A U- or J-shaped relationship between a biomarker and mortality does not automatically mean the biomarker is purely compensatory — the interpretation depends on the specific biomarker, the mechanisms driving each limb of the curve, and whether causality can be established. Several explanations exist: (1) Physiological optimum with dual pathology — some biomarkers have a genuine biological "sweet spot" (e.g., uric acid as antioxidant at normal levels but harmful at high levels). (2) Reverse causation — low biomarker levels may reflect underlying illness rather than a causal relationship. (3) Late-life decline bias — biomarkers decline in the final years of life due to failing health.
The WBC example illustrates the complexity: the Baltimore Longitudinal Study of Aging found lowest mortality in the 3,500–6,000 cells/mm³ range. High WBC counts reflect chronic inflammation contributing to atherosclerosis, while very low counts reflect immunodeficiency — the U-shape reflects both a compensatory role and a mediator of damage.
Follow-up Comment: "I believe you are misinterpreting the J curve. The problem with most studies is they do not look at concentration ranges appropriately and lump the low end of the concentration curve into a wide range that misses the true J nature at low concentrations."

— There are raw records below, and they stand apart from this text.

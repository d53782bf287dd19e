//! Stair layout along a polyline guide.
//!
//! The requested total rise is split into equal risers ([`RiserPlan`]). The
//! guide's segments are walked in order as flights; each flight places as
//! many treads as fit its length, and an interior flight ends in a landing
//! while treads remain. One [`WalkState`] is threaded through all flights so
//! tread numbering and elevation continue across landings, and the tread
//! budget is never exceeded.

use serde::{Deserialize, Serialize};
use tracing::{debug, info, instrument, warn};

use element_types::{Guide, Point3d, ProfileSpec, Side, SolidSpec, Tolerance, VolumeKind};

use crate::errors::{require_positive, ElementError};
use crate::frame::FlightFrame;
use crate::path::Path;
use crate::riser::RiserPlan;

fn default_riser_height() -> f64 {
    170.0
}

fn default_tread_depth() -> f64 {
    270.0
}

fn default_width() -> f64 {
    1200.0
}

fn default_tread_thickness() -> f64 {
    150.0
}

fn default_landing_depth() -> f64 {
    270.0
}

/// Dimensional parameters of a stair, in millimetres.
#[derive(Debug, Clone, Copy, PartialEq, Serialize, Deserialize)]
pub struct StairParams {
    /// Vertical distance from the bottom to the top floor.
    pub total_height: f64,
    /// Nominal riser height; the actual one is derived by [`RiserPlan`].
    #[serde(default = "default_riser_height")]
    pub riser_height: f64,
    #[serde(default = "default_tread_depth")]
    pub tread_depth: f64,
    #[serde(default = "default_width")]
    pub width: f64,
    #[serde(default)]
    pub side: Side,
    #[serde(default = "default_tread_thickness")]
    pub tread_thickness: f64,
    #[serde(default = "default_landing_depth")]
    pub landing_depth: f64,
}

impl StairParams {
    /// Parameters with every optional field at its default.
    pub fn new(total_height: f64) -> Self {
        Self {
            total_height,
            riser_height: default_riser_height(),
            tread_depth: default_tread_depth(),
            width: default_width(),
            side: Side::default(),
            tread_thickness: default_tread_thickness(),
            landing_depth: default_landing_depth(),
        }
    }

    pub fn with_side(mut self, side: Side) -> Self {
        self.side = side;
        self
    }

    pub fn with_tread_depth(mut self, tread_depth: f64) -> Self {
        self.tread_depth = tread_depth;
        self
    }

    pub fn with_width(mut self, width: f64) -> Self {
        self.width = width;
        self
    }

    /// Check every dimension and derive the riser plan.
    pub fn plan(&self) -> Result<RiserPlan, ElementError> {
        require_positive("tread_depth", self.tread_depth)?;
        require_positive("width", self.width)?;
        require_positive("tread_thickness", self.tread_thickness)?;
        require_positive("landing_depth", self.landing_depth)?;
        RiserPlan::new(self.total_height, self.riser_height)
    }
}

/// Progress of a walk along the flights.
#[derive(Debug, Clone, Copy, Default, PartialEq)]
pub struct WalkState {
    /// Treads placed so far, across all flights.
    pub current_step: usize,
    /// Elevation of the next tread.
    pub current_elevation: f64,
}

impl WalkState {
    /// Treads still allowed by the plan.
    pub fn remaining(&self, plan: &RiserPlan) -> usize {
        plan.tread_count.saturating_sub(self.current_step)
    }

    pub fn is_exhausted(&self, plan: &RiserPlan) -> bool {
        self.current_step >= plan.tread_count
    }

    fn after_tread(self, plan: &RiserPlan) -> Self {
        Self {
            current_step: self.current_step + 1,
            current_elevation: self.current_elevation + plan.riser_height,
        }
    }
}

/// Places treads and landings flight by flight.
///
/// Holds only validated, immutable inputs. The walk state is passed in and
/// returned by [`FlightWalker::walk_flight`], so a single flight can be
/// walked from any state.
#[derive(Debug, Clone, Copy)]
pub struct FlightWalker {
    params: StairParams,
    plan: RiserPlan,
    tolerance: Tolerance,
}

impl FlightWalker {
    pub fn new(params: StairParams) -> Result<Self, ElementError> {
        let plan = params.plan()?;
        Ok(Self {
            params,
            plan,
            tolerance: Tolerance::default(),
        })
    }

    pub fn plan(&self) -> &RiserPlan {
        &self.plan
    }

    pub fn frame(&self, start: Point3d, end: Point3d) -> FlightFrame {
        FlightFrame::new(start, end, self.params.width, self.params.side, &self.tolerance)
    }

    /// Walk one flight starting from `state`.
    ///
    /// Returns the state after the flight and the volumes it placed, treads
    /// first, then the landing if one was placed. `is_last` suppresses the
    /// landing at the end of the final flight.
    pub fn walk_flight(
        &self,
        mut state: WalkState,
        flight: usize,
        frame: &FlightFrame,
        is_last: bool,
    ) -> (WalkState, Vec<SolidSpec>) {
        if frame.degenerate {
            debug!(flight, "skipping zero-length flight");
            return (state, Vec::new());
        }

        let depth = self.params.tread_depth;
        let steps_here = (frame.length / depth).floor() as usize;

        let mut volumes = Vec::new();
        for s in (0..steps_here).take(state.remaining(&self.plan)) {
            volumes.push(self.tread(frame, flight, s, &state));
            state = state.after_tread(&self.plan);
        }

        if !is_last && !state.is_exhausted(&self.plan) {
            let along = steps_here as f64 * depth;
            volumes.push(SolidSpec {
                kind: VolumeKind::Landing { flight },
                profile: self.footprint(
                    frame,
                    along,
                    state.current_elevation,
                    self.params.landing_depth,
                ),
                height: self.params.tread_thickness,
            });
        }

        debug!(
            flight,
            steps_here,
            placed = volumes.len(),
            step = state.current_step,
            "walked flight"
        );
        (state, volumes)
    }

    /// Walk every flight of `path` in order.
    pub fn walk(&self, path: &Path) -> StairLayout {
        let last = path.flight_count() - 1;
        let plan = self.plan;

        let (final_state, volumes) = path.flights().enumerate().fold(
            (WalkState::default(), Vec::new()),
            |(state, mut volumes), (i, (start, end))| {
                if state.is_exhausted(&plan) {
                    return (state, volumes);
                }
                let frame = self.frame(start, end);
                let (next, placed) = self.walk_flight(state, i, &frame, i == last);
                volumes.extend(placed);
                (next, volumes)
            },
        );

        StairLayout {
            plan,
            volumes,
            final_state,
        }
    }

    fn tread(&self, frame: &FlightFrame, flight: usize, s: usize, state: &WalkState) -> SolidSpec {
        let along = s as f64 * self.params.tread_depth;
        SolidSpec {
            kind: VolumeKind::Tread {
                index: state.current_step,
                flight,
            },
            profile: self.footprint(frame, along, state.current_elevation, self.params.tread_depth),
            height: self.params.tread_thickness,
        }
    }

    fn footprint(
        &self,
        frame: &FlightFrame,
        along: f64,
        elevation: f64,
        depth: f64,
    ) -> ProfileSpec {
        ProfileSpec::Rectangle {
            origin: frame.point_at(along, elevation),
            x_axis: frame.forward,
            y_axis: frame.left,
            extent_x: depth,
            extent_y: self.params.width,
        }
    }
}

/// Result of a stair layout.
#[derive(Debug, Clone, PartialEq)]
pub struct StairLayout {
    pub plan: RiserPlan,
    /// Treads and landings in placement order.
    pub volumes: Vec<SolidSpec>,
    /// Walk state after the last flight.
    pub final_state: WalkState,
}

impl StairLayout {
    pub fn treads(&self) -> impl Iterator<Item = &SolidSpec> {
        self.volumes
            .iter()
            .filter(|v| matches!(v.kind, VolumeKind::Tread { .. }))
    }

    pub fn landings(&self) -> impl Iterator<Item = &SolidSpec> {
        self.volumes
            .iter()
            .filter(|v| matches!(v.kind, VolumeKind::Landing { .. }))
    }

    /// True when every tread of the plan was placed.
    pub fn is_complete(&self) -> bool {
        self.missing_treads() == 0
    }

    /// Treads the guide had no room for.
    pub fn missing_treads(&self) -> usize {
        self.final_state.remaining(&self.plan)
    }
}

/// Lay out a stair along `guide`.
///
/// The guide is normalized first; guide and parameter errors are reported
/// before any volume is produced. Running out of guide before the tread
/// budget is used up is not an error: see [`StairLayout::is_complete`].
#[instrument(skip(guide), fields(guide = guide.kind_name()))]
pub fn layout_stair(guide: &Guide, params: &StairParams) -> Result<StairLayout, ElementError> {
    let path = Path::from_guide(guide)?;
    layout_stair_on_path(&path, params)
}

/// Lay out a stair along an already normalized path.
pub fn layout_stair_on_path(
    path: &Path,
    params: &StairParams,
) -> Result<StairLayout, ElementError> {
    let walker = FlightWalker::new(*params)?;
    let plan = walker.plan();
    info!(
        risers = plan.riser_count,
        riser_height = plan.riser_height,
        treads = plan.tread_count,
        flights = path.flight_count(),
        "planned stair"
    );

    let layout = walker.walk(path);
    if !layout.is_complete() {
        warn!(
            missing = layout.missing_treads(),
            placed = layout.final_state.current_step,
            "guide too short for the requested rise"
        );
    }
    Ok(layout)
}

This critique is methodologically sound. Coarse categorization of the low end of a biomarker distribution can mask a true J- or U-shaped relationship, making it appear falsely linear. Restricted cubic spline (RCS) modeling — which treats the biomarker as a continuous variable — consistently reveals nonlinear, J- or U-shaped associations that categorical analyses miss. The claim that J-curves are "spurious" and the true relationship is "lower is better" may itself be an artifact of insufficient analytical resolution.
CLOSING REFLECTION
This conversation series has systematically examined the evidence behind conventional lipid and biomarker dogma and found that:
(1) LDL is a physiologically essential amphipathic transport particle, not "bad cholesterol";
(2) LDL-C is an imprecise surrogate that does not measure what clinicians think it measures - cholesterol;
(3) the optimal LDL-C range for all-cause mortality is approximately 120–155 mg/dL based on studies totaling millions of individuals;
(4) elevated LDL often signals underlying inflammation, infection, or metabolic dysfunction rather than being a primary pathological agent;
(5) no PCSK9 inhibitor (biologic to reduce LDL) has demonstrated statistically significant all-cause mortality reduction;
(6) The total cholesterol equation is mathematically paradoxical;
(7) liver-produced biomarkers universally serve essential functions; and
(8) Financial conflicts of interest have influenced treatment thresholds and guideline recommendations.
The evidence supports a root-cause approach: rather than suppressing biomarkers with drugs, investigate and address the underlying conditions — immune dysfunction, chronic infection, metabolic derangement, nutritional deficiency — that elevate them.